I had a good chance to talk to Narayana Kocherlakota in person at the Brookings conference on negative interest rates on June 6, 2016, and you can see him on the video nodding when I said that we should be telling people that deep negative interest rates are possible if needed. And sure enough, on June 9, Narayana wrote about the possibility of eliminating the zero lower bound in his Bloomberg View column “Negative Rates Are Nothing to Fear.” Here is the relevant passage:
Negative interest rates could eventually become an even more powerful tool. Some economists – such as University of Michigan economist Miles Kimball, who presented at the Brookings conference – point out that central banks are capable of taking rates as far below zero as they deem necessary. To increase the cost of holding currency, for example, they could charge banks a fee to change it into electronic central bank money.
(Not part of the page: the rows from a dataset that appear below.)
use serde::{Deserialize, Serialize};

use crate::core::serial::{
    DEFAULT_BAUD_RATE, DEFAULT_BUFFER_SIZE, READ_TIMEOUT_MS, WRITE_CHUNK_DELAY_MS, WRITE_CHUNK_SIZE,
};

/// Parity setting of a serial link
#[derive(Debug, Clone, Copy, PartialEq, Eq, Serialize, Deserialize)]
#[serde(rename_all = "lowercase")]
pub enum ParityConfig {
    None,
    Odd,
    Even,
}

/// Serial link settings
#[derive(Debug, Clone, Serialize, Deserialize)]
#[serde(default)]
pub struct SerialConfig {
    /// Port to open. When unset the first discovered port is used.
    pub port: Option<String>,
    pub baud_rate: u32,
    pub data_bits: u8,
    pub stop_bits: u8,
    pub parity: ParityConfig,
    /// Size of the buffer handed to each read
    pub buffer_size: usize,
    /// Largest slice written to the port in one go
    pub chunk_size: usize,
    /// Pause between two chunks of the same write, so the device UART keeps up
    pub chunk_delay_ms: u64,
    /// How long a single read waits for data before reporting nothing
    pub read_timeout_ms: u64,
}

impl Default for SerialConfig {
    fn default() -> Self {
        SerialConfig {
            port: None,
            baud_rate: DEFAULT_BAUD_RATE,
            data_bits: 8,
            stop_bits: 1,
            parity: ParityConfig::None,
            buffer_size: DEFAULT_BUFFER_SIZE,
            chunk_size: WRITE_CHUNK_SIZE,
            chunk_delay_ms: WRITE_CHUNK_DELAY_MS,
            read_timeout_ms: READ_TIMEOUT_MS,
        }
    }
}
//! Serial link manager
//! Owns the one open port: the exclusive reader and writer halves, the link
//! state and the last opened descriptor used for reconnects.

use std::sync::Arc;
use std::time::Duration;

use async_trait::async_trait;
use log::{debug, error, info, warn};
use tokio::io::{AsyncReadExt, AsyncWriteExt, ReadHalf, WriteHalf};
use tokio::sync::{Mutex, watch};
use tokio::time::{sleep, timeout};

use crate::config::serial_config::SerialConfig;
use crate::core::error::{BridgeError, Result};
use crate::core::protocol::frame_line;
use crate::core::serial::backend::{BoxedSerialStream, SerialBackend};
use crate::core::serial::types::{LinkDescriptor, OpenLink, SerialOptions};
use crate::core::transport::{DeviceTransport, LinkState, LinkStateCell, TransportKind};

pub struct SerialManager {
    backend: Arc<dyn SerialBackend>,
    state: LinkStateCell,
    /// Last opened link. Also serializes open/close/baud changes.
    last_link: Mutex<Option<OpenLink>>,
    reader: Mutex<Option<ReadHalf<BoxedSerialStream>>>,
    /// Held for the whole of a write, so chunks of two writes never interleave
    writer: Mutex<Option<WriteHalf<BoxedSerialStream>>>,
    /// Settings for the next open; the read path takes its buffer size from here
    options: std::sync::Mutex<SerialOptions>,
    chunk_size: usize,
    chunk_delay: Duration,
    read_timeout: Duration,
}

impl SerialManager {
    pub fn new(backend: Arc<dyn SerialBackend>) -> Self {
        Self::with_config(backend, &SerialConfig::default())
    }

    pub fn with_config(backend: Arc<dyn SerialBackend>, config: &SerialConfig) -> Self {
        Self {
            backend,
            state: LinkStateCell::new("serial"),
            last_link: Mutex::new(None),
            reader: Mutex::new(None),
            writer: Mutex::new(None),
            options: std::sync::Mutex::new(SerialOptions::from(config)),
            chunk_size: config.chunk_size.max(1),
            chunk_delay: Duration::from_millis(config.chunk_delay_ms),
            read_timeout: Duration::from_millis(config.read_timeout_ms),
        }
    }

    /// Settings the next open will use (the current ones while connected)
    pub fn options(&self) -> SerialOptions {
        self.options.lock().unwrap_or_else(|e| e.into_inner()).clone()
    }

    fn set_options(&self, options: SerialOptions) {
        *self.options.lock().unwrap_or_else(|e| e.into_inner()) = options;
    }

    /// The open link, if connected
    pub async fn current_link(&self) -> Option<OpenLink> {
        if self.state.get() != LinkState::Connected {
            return None;
        }
        self.last_link.lock().await.clone()
    }

    /// Lists the ports the host currently sees.
    pub async fn discover(&self) -> Result<Vec<LinkDescriptor>> {
        let idle = self.state.get() == LinkState::Disconnected;
        if idle {
            self.state.set(LinkState::Scanning);
        }
        let result = self.backend.available_ports();
        if idle {
            self.state.set(LinkState::Disconnected);
        }
        match &result {
            Ok(ports) => info!("Found {} serial port(s)", ports.len()),
            Err(e) => warn!("Serial discovery failed: {}", e),
        }
        result
    }

    /// Opens `descriptor`. An already open link is closed first.
    pub async fn open(&self, descriptor: LinkDescriptor, options: SerialOptions) -> Result<()> {
        let mut last_link = self.last_link.lock().await;
        self.open_locked(&mut last_link, descriptor, options).await
    }

    /// Reopens the most recently opened port with its last settings.
    pub async fn reconnect(&self) -> Result<()> {
        let mut last_link = self.last_link.lock().await;
        let Some(link) = last_link.clone() else {
            return Err(BridgeError::ConnectionError(
                "no port has been opened yet".to_string(),
            ));
        };
        info!("Reconnecting to {}", link.descriptor.path);
        self.open_locked(&mut last_link, link.descriptor, self.options()).await
    }

    async fn open_locked(
        &self,
        last_link: &mut Option<OpenLink>,
        descriptor: LinkDescriptor,
        options: SerialOptions,
    ) -> Result<()> {
        if self.holds_link().await {
            info!("Serial link already open, closing it before reopening");
            if let Err(e) = self.release_link().await {
                warn!("Error while closing previous link: {}", e);
            }
        }

        self.state.set(LinkState::Connecting);
        info!(
            "Opening {} at {} baud",
            descriptor.path, options.baud_rate
        );

        let stream = match self.backend.open(&descriptor, &options).await {
            Ok(stream) => stream,
            Err(e) => {
                error!("Failed to open {}: {}", descriptor.path, e);
                self.state.set(LinkState::Disconnected);
                return Err(match e {
                    BridgeError::ConnectionError(_) | BridgeError::UnsupportedCapability(_) => e,
                    other => BridgeError::ConnectionError(other.to_string()),
                });
            }
        };

        let (reader, writer) = tokio::io::split(stream);
        *self.reader.lock().await = Some(reader);
        *self.writer.lock().await = Some(writer);
        self.set_options(options.clone());
        *last_link = Some(OpenLink {
            descriptor,
            options,
        });
        self.state.set(LinkState::Connected);
        Ok(())
    }

    /// Closes the link. Calling it on a closed link is a no-op.
    pub async fn close(&self) -> Result<()> {
        let _last_link = self.last_link.lock().await;
        self.release_link().await
    }

    /// Applies a new line speed. While connected this closes and reopens the
    /// port; `Ok(false)` means the reopen failed and the link is now down.
    pub async fn change_baud_rate(&self, baud_rate: u32) -> Result<bool> {
        let mut last_link = self.last_link.lock().await;
        let mut options = self.options();
        options.baud_rate = baud_rate;

        let reopen = match last_link.clone() {
            Some(link) if self.state.get() == LinkState::Connected => link,
            _ => {
                self.set_options(options);
                return Ok(true);
            }
        };

        info!("Changing baud rate of {} to {}", reopen.descriptor.path, baud_rate);
        if let Err(e) = self.release_link().await {
            warn!("Error while closing link for baud change: {}", e);
        }
        match self
            .open_locked(&mut last_link, reopen.descriptor, options.clone())
            .await
        {
            Ok(()) => Ok(true),
            Err(e) => {
                warn!("Reopen at {} baud failed: {}", baud_rate, e);
                self.set_options(options);
                Ok(false)
            }
        }
    }

    /// Single read bounded by the read timeout.
    pub async fn read(&self) -> Result<Option<Vec<u8>>> {
        let buffer_size = self.options().buffer_size.max(1);
        let mut guard = self.reader.lock().await;
        let Some(reader) = guard.as_mut() else {
            return Err(BridgeError::NotConnected);
        };

        let mut buf = vec![0u8; buffer_size];
        match timeout(self.read_timeout, reader.read(&mut buf)).await {
            Err(_elapsed) => Ok(Some(Vec::new())),
            Ok(Ok(0)) => {
                info!("Serial stream ended, device gone");
                guard.take();
                drop(guard);
                self.release_writer().await;
                self.state.set(LinkState::Disconnected);
                Ok(None)
            }
            Ok(Ok(n)) => {
                buf.truncate(n);
                debug!("Read {} bytes", n);
                Ok(Some(buf))
            }
            Ok(Err(e))
                if matches!(
                    e.kind(),
                    std::io::ErrorKind::TimedOut | std::io::ErrorKind::WouldBlock
                ) =>
            {
                Ok(Some(Vec::new()))
            }
            Ok(Err(e)) => {
                error!("Serial read error: {}", e);
                guard.take();
                drop(guard);
                self.release_writer().await;
                self.state.set(LinkState::Disconnected);
                Err(BridgeError::ReadError(e.to_string()))
            }
        }
    }

    /// Sends `text` as one line, in chunks with a short pause between them.
    pub async fn write(&self, text: &str) -> Result<()> {
        let payload = frame_line(text);
        let mut guard = self.writer.lock().await;
        let Some(writer) = guard.as_mut() else {
            return Err(BridgeError::NotConnected);
        };

        let chunks: Vec<&[u8]> = payload.as_bytes().chunks(self.chunk_size).collect();
        let count = chunks.len();
        debug!("Writing {} bytes in {} chunk(s)", payload.len(), count);

        for (index, chunk) in chunks.into_iter().enumerate() {
            let sent = match writer.write_all(chunk).await {
                Ok(()) => writer.flush().await,
                Err(e) => Err(e),
            };
            if let Err(e) = sent {
                error!("Serial write error: {}", e);
                if Self::is_disconnect(&e) {
                    guard.take();
                    drop(guard);
                    self.release_reader().await;
                    self.state.set(LinkState::Disconnected);
                }
                return Err(BridgeError::WriteError(e.to_string()));
            }
            if index + 1 < count {
                sleep(self.chunk_delay).await;
            }
        }
        Ok(())
    }

    fn is_disconnect(error: &std::io::Error) -> bool {
        use std::io::ErrorKind;
        matches!(
            error.kind(),
            ErrorKind::BrokenPipe
                | ErrorKind::NotConnected
                | ErrorKind::ConnectionReset
                | ErrorKind::ConnectionAborted
                | ErrorKind::UnexpectedEof
                | ErrorKind::NotFound
        )
    }

    async fn holds_link(&self) -> bool {
        self.writer.lock().await.is_some() || self.reader.lock().await.is_some()
    }

    /// Releases writer then reader, then marks the link down. Both halves are
    /// dropped on every path, the shutdown error is reported afterwards.
    async fn release_link(&self) -> Result<()> {
        let writer = self.writer.lock().await.take();
        let reader = self.reader.lock().await.take();
        let had_link = writer.is_some() || reader.is_some();

        let result = match writer {
            Some(mut writer) => writer.shutdown().await.map_err(BridgeError::Io),
            None => Ok(()),
        };
        drop(reader);
        self.state.set(LinkState::Disconnected);
        if had_link {
            info!("Serial link closed");
        }
        result
    }

    async fn release_reader(&self) {
        self.reader.lock().await.take();
    }

    async fn release_writer(&self) {
        self.writer.lock().await.take();
    }
}

#[async_trait]
impl DeviceTransport for SerialManager {
    fn kind(&self) -> TransportKind {
        TransportKind::Serial
    }

    fn name(&self) -> String {
        match self.last_link.try_lock() {
            Ok(link) => match link.as_ref() {
                Some(link) => format!("serial:{}", link.descriptor.path),
                None => "serial".to_string(),
            },
            Err(_) => "serial".to_string(),
        }
    }

    fn state(&self) -> LinkState {
        self.state.get()
    }

    fn watch_state(&self) -> watch::Receiver<LinkState> {
        self.state.subscribe()
    }

    async fn close(&self) -> Result<()> {
        SerialManager::close(self).await
    }

    async fn read(&self) -> Result<Option<Vec<u8>>> {
        SerialManager::read(self).await
    }

    async fn write(&self, text: &str) -> Result<()> {
        SerialManager::write(self, text).await
    }
}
Economically useful as such an option would be, central bankers must recognize that the prospect of being charged, say, 6 percent a year just to hold cash could unsettle people. For such a policy to work as intended, officials would have to do a lot of explaining ahead of time – communication that could have the added benefit of ensuring that the public understands the central bank’s goals and supports its methods of achieving them.
The Brookings conference on negative interest rates was a milestone in many other ways as well. Let me go so far as to say that no journalist writing about negative interest rates is well informed unless they have watched that Brookings conference.